» **Exercise brief**
Your result will be the set of lines with "MockUI", copied from the material below.

» **Data in this exercise**
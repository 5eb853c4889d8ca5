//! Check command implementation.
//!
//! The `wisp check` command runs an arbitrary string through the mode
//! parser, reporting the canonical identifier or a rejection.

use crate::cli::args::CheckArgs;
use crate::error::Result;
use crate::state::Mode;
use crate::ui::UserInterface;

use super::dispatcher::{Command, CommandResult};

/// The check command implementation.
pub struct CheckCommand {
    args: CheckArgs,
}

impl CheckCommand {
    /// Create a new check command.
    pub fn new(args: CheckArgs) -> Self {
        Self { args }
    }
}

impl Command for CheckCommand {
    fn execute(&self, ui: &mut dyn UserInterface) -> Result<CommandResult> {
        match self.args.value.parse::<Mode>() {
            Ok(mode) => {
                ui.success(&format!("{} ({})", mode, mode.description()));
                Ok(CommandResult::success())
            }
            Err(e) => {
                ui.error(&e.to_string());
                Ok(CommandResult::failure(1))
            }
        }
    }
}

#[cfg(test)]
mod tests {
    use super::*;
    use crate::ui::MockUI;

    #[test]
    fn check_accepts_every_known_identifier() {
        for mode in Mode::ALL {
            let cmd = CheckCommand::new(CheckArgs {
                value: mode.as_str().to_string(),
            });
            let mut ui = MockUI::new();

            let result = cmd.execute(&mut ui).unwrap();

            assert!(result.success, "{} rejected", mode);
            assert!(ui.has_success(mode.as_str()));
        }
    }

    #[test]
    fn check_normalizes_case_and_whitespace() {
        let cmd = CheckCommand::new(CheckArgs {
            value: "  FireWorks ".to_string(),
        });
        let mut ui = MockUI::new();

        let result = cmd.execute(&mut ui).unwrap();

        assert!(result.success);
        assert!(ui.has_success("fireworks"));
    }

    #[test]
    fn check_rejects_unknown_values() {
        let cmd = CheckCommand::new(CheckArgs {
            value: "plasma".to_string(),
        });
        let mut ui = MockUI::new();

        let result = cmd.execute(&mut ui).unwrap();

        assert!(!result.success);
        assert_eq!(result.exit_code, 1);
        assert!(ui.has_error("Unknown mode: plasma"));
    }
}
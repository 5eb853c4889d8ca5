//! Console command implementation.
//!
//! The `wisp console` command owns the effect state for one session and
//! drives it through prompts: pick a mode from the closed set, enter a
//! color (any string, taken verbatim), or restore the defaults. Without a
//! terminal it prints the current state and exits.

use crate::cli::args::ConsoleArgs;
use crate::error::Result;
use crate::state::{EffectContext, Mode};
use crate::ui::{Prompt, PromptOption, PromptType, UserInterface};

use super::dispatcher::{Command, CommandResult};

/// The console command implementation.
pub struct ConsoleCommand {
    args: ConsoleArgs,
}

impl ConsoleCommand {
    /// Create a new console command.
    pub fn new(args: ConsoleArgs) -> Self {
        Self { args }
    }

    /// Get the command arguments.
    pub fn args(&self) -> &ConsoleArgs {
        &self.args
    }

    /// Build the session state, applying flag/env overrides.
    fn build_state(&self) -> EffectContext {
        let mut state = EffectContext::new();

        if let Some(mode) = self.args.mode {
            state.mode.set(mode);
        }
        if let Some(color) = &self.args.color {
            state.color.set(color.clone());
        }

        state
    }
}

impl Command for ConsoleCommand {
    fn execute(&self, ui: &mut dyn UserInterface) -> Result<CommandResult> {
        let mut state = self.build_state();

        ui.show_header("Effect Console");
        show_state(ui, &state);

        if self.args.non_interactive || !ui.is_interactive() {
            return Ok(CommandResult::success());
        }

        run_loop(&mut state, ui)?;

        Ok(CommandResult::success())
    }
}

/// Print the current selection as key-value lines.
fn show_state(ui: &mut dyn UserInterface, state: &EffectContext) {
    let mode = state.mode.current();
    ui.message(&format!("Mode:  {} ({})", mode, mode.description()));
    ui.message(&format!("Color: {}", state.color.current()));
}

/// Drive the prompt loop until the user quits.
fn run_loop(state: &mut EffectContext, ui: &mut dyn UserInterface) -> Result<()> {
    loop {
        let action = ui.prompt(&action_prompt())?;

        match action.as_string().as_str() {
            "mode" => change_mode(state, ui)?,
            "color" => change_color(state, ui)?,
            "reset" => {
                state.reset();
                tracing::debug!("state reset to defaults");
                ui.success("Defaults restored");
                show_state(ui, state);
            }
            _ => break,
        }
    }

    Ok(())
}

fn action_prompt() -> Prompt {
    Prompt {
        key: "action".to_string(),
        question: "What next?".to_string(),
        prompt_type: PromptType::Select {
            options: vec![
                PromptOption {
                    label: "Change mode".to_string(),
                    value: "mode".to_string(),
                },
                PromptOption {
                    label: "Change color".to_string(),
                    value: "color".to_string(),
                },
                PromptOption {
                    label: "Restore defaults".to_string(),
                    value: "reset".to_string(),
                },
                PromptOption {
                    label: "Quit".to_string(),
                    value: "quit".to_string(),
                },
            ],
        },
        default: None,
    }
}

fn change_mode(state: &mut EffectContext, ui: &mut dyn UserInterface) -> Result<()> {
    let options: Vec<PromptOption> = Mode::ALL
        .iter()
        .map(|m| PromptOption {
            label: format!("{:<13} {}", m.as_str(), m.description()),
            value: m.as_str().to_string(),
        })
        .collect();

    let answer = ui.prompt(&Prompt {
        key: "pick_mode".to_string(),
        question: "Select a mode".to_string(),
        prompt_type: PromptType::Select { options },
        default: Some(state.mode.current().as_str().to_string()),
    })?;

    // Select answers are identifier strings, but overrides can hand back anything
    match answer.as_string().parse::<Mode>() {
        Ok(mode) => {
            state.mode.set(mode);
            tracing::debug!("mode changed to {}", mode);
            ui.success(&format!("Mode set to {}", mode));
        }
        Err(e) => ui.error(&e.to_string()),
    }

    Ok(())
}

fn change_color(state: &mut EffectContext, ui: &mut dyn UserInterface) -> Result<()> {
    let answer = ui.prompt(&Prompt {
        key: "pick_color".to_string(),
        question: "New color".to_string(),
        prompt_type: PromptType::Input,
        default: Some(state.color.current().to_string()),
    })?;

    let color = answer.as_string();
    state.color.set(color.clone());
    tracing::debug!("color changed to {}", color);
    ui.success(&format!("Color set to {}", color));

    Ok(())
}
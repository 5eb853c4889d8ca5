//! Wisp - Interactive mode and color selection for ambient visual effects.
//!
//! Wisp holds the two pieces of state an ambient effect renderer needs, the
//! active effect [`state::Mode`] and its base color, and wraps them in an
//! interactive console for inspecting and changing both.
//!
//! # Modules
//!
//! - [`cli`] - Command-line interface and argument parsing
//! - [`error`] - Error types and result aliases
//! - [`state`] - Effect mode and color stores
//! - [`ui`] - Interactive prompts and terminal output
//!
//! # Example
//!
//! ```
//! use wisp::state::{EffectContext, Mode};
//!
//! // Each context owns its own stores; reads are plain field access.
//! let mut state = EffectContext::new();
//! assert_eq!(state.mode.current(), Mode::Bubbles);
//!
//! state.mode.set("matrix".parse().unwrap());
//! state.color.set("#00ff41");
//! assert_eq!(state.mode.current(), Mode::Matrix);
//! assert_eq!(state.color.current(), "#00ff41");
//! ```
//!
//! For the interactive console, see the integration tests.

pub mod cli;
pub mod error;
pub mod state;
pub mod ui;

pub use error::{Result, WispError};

...

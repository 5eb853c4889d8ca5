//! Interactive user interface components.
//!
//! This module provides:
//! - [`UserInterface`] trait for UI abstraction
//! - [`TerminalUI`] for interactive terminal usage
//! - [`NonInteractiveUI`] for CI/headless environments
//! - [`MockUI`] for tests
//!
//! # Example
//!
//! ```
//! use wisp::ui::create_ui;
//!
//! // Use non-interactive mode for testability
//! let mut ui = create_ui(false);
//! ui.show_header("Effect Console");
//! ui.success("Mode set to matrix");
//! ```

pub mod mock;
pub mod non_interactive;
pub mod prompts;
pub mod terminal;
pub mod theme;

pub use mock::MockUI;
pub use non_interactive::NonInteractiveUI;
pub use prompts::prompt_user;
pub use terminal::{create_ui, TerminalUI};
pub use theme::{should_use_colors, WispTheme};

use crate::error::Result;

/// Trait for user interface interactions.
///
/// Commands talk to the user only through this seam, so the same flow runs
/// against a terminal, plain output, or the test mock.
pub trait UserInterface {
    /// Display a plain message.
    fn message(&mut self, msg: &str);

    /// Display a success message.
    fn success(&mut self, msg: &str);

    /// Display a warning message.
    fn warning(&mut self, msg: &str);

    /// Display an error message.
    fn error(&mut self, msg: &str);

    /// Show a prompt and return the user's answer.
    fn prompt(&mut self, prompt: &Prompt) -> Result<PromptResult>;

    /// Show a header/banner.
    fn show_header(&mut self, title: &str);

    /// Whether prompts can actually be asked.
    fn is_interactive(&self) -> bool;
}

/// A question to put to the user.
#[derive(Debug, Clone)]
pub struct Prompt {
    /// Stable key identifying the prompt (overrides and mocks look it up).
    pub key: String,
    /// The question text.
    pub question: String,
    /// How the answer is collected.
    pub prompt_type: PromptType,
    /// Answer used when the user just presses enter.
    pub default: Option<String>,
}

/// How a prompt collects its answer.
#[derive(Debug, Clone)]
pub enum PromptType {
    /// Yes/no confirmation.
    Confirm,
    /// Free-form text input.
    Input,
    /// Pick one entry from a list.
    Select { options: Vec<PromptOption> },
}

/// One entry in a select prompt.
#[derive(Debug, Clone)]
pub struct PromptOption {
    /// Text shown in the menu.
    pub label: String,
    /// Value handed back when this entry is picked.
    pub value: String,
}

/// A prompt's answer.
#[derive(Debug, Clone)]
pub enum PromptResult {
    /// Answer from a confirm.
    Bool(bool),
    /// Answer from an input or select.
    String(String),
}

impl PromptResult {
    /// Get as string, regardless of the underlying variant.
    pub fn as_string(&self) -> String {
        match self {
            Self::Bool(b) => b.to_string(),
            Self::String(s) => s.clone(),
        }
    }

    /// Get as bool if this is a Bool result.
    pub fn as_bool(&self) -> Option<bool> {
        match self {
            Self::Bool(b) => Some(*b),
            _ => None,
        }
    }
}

» **Written answer**
    use crate::ui::MockUI;
            let mut ui = MockUI::new();
        let mut ui = MockUI::new();
        let mut ui = MockUI::new();
//! - [`MockUI`] for tests
pub use mock::MockUI;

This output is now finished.